● YOUR OBJECTIVE: The word "only" marks the lines you need; copy each of them from the data.

● INPUT DATA:
-- Opening Marker --

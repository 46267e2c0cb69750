use std::sync::Arc;

use anyhow::Context;
use axum::http::{HeaderValue, Method};
use clap::Parser;
use tower_http::cors::{AllowOrigin, CorsLayer};
use tracing_subscriber::EnvFilter;

use rl_domain::config::{Config, CorsConfig};
use rl_gateway::bootstrap;
use rl_gateway::cli::{Cli, Command, ConfigCommand};

#[tokio::main]
async fn main() -> anyhow::Result<()> {
    let cli = Cli::parse();

    match cli.command {
        // Default to serve when no subcommand is given.
        None | Some(Command::Serve) => {
            init_tracing();
            let (config, _config_path) = rl_gateway::cli::load_config()?;
            run_server(Arc::new(config)).await
        }
        Some(Command::Doctor) => {
            let (config, config_path) = rl_gateway::cli::load_config()?;
            let passed = rl_gateway::cli::doctor::run(&config, &config_path).await?;
            if !passed {
                std::process::exit(1);
            }
            Ok(())
        }
        Some(Command::Config(ConfigCommand::Validate)) => {
            let (config, config_path) = rl_gateway::cli::load_config()?;
            let valid = rl_gateway::cli::config::validate(&config, &config_path);
            if !valid {
                std::process::exit(1);
            }
            Ok(())
        }
        Some(Command::Config(ConfigCommand::Show)) => {
            let (config, _config_path) = rl_gateway::cli::load_config()?;
            rl_gateway::cli::config::show(&config);
            Ok(())
        }
    }
}

/// Initialize structured JSON tracing (only for the `serve` command; the
/// other subcommands print human-readable output to stdout directly).
fn init_tracing() {
    tracing_subscriber::fmt()
        .with_env_filter(
            EnvFilter::try_from_default_env()
                .unwrap_or_else(|_| EnvFilter::new("info,rl_gateway=debug")),
        )
        .json()
        .init();
}

/// Build every subsystem, spawn the background tick loops and serve the
/// HTTP/WebSocket surface (spec.md §6) until the process is signalled to
/// shut down.
async fn run_server(config: Arc<Config>) -> anyhow::Result<()> {
    tracing::info!("relayd starting");

    let state = bootstrap::build_app_state(config.clone())
        .await
        .context("building app state")?;
    bootstrap::spawn_background_tasks(&state);

    // ── CORS layer (config-aware) ─────────────────────────────────────
    let cors_layer = build_cors_layer(&config.server.cors);

    // ── Concurrency limit (backpressure protection) ──────────────────
    let max_concurrent = std::env::var("RELAYD_MAX_CONCURRENT_REQUESTS")
        .ok()
        .and_then(|v| v.parse::<usize>().ok())
        .unwrap_or(256);
    tracing::info!(max_concurrent, "concurrency limit set");

    // ── Rate-limit layer (per-IP token bucket via governor) ───────────
    let governor_layer = config.server.rate_limit.as_ref().map(|rl| {
        use tower_governor::governor::GovernorConfigBuilder;
        use tower_governor::GovernorLayer;

        let gov_config = GovernorConfigBuilder::default()
            .per_second(rl.requests_per_second.into())
            .burst_size(rl.burst_size)
            .finish()
            .expect("rate_limit: requests_per_second and burst_size must be > 0");

        tracing::info!(
            requests_per_second = rl.requests_per_second,
            burst_size = rl.burst_size,
            "per-IP rate limiting enabled"
        );

        GovernorLayer {
            config: Arc::new(gov_config),
        }
    });
    if governor_layer.is_none() {
        tracing::info!("per-IP rate limiting disabled (no [server.rate_limit] in config)");
    }

    // ── Router ─────────────────────────────────────────────────────────
    let router = rl_gateway::api::router(state.clone())
        .layer(cors_layer)
        .layer(tower::limit::ConcurrencyLimitLayer::new(max_concurrent));
    let app = if let Some(gov) = governor_layer {
        router.layer(gov).with_state(state)
    } else {
        router.with_state(state)
    };

    // ── Bind ───────────────────────────────────────────────────────────
    let addr = format!("{}:{}", config.server.host, config.server.port);
    let listener = tokio::net::TcpListener::bind(&addr)
        .await
        .with_context(|| format!("binding to {addr}"))?;

    tracing::info!(addr = %addr, "relayd listening");

    axum::serve(listener, app)
        .with_graceful_shutdown(shutdown_signal())
        .await
        .context("axum server error")?;

    tracing::info!("relayd shut down");
    Ok(())
}

/// Resolves once `ctrl_c` (or, on Unix, `SIGTERM`) is received, so
/// `axum::serve` stops accepting new connections and lets in-flight
/// requests and WebSocket connections drain (spec.md §12's graceful
/// shutdown: stop listening, let brokered connections close naturally).
async fn shutdown_signal() {
    let ctrl_c = async {
        tokio::signal::ctrl_c()
            .await
            .expect("failed to install Ctrl+C handler");
    };

    #[cfg(unix)]
    let terminate = async {
        tokio::signal::unix::signal(tokio::signal::unix::SignalKind::terminate())
            .expect("failed to install SIGTERM handler")
            .recv()
            .await;
    };

    #[cfg(not(unix))]
    let terminate = std::future::pending::<()>();

    tokio::select! {
        _ = ctrl_c => {},
        _ = terminate => {},
    }
    tracing::info!("shutdown signal received");
}

/// Build a [`CorsLayer`] from the configured allowed origins.
///
/// Origins may contain a trailing `*` wildcard for the port segment
/// (e.g. `http://localhost:*`). These are expanded into a predicate that
/// matches any port on that host. A literal `"*"` allows all origins
/// (not recommended for production).
fn build_cors_layer(cors: &CorsConfig) -> CorsLayer {
    use axum::http::header;

    // Special case: if the only entry is "*", use fully permissive CORS.
    // Note: allow_credentials is incompatible with wildcard origins.
    if cors.allowed_origins.len() == 1 && cors.allowed_origins[0] == "*" {
        tracing::warn!("CORS configured with wildcard \"*\" — all origins allowed");
        return CorsLayer::new()
            .allow_origin(tower_http::cors::Any)
            .allow_methods([
                Method::GET,
                Method::POST,
                Method::PUT,
                Method::DELETE,
                Method::OPTIONS,
            ])
            .allow_headers([header::CONTENT_TYPE, header::AUTHORIZATION]);
    }

    // Partition into exact origins and wildcard-port patterns.
    let mut exact: Vec<HeaderValue> = Vec::new();
    let mut wildcard_prefixes: Vec<String> = Vec::new();

    for origin in &cors.allowed_origins {
        if origin.ends_with(":*") {
            // e.g. "http://localhost:*" -> prefix "http://localhost:"
            let prefix = origin.trim_end_matches('*').to_owned();
            wildcard_prefixes.push(prefix);
        } else if let Ok(hv) = origin.parse::<HeaderValue>() {
            exact.push(hv);
        } else {
            tracing::warn!(origin = %origin, "invalid CORS origin, skipping");
        }
    }

    let allow_origin = if wildcard_prefixes.is_empty() {
        AllowOrigin::list(exact)
    } else {
        AllowOrigin::predicate(move |origin, _| {
            let origin_str = origin.to_str().unwrap_or("");
            if exact.iter().any(|e| e.as_bytes() == origin.as_bytes()) {
                return true;
            }
            // Validate remainder is digits-only to prevent prefix-based
            // bypass (e.g. "http://localhost:3000.evil.com").
            wildcard_prefixes.iter().any(|prefix| {
                origin_str
                    .strip_prefix(prefix.as_str())
                    .map(|port| !port.is_empty() && port.chars().all(|c| c.is_ascii_digit()))
                    .unwrap_or(false)
            })
        })
    };

    CorsLayer::new()
        .allow_origin(allow_origin)
        .allow_methods([
            Method::GET,
            Method::POST,
            Method::PUT,
            Method::DELETE,
            Method::OPTIONS,
        ])
        .allow_headers([header::CONTENT_TYPE, header::AUTHORIZATION])
        .allow_credentials(true)
}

-- Closing Marker --

● YOUR RESPONSE:
/// Initialize structured JSON tracing (only for the `serve` command; the
    // Special case: if the only entry is "*", use fully permissive CORS.
            // Validate remainder is digits-only to prevent prefix-based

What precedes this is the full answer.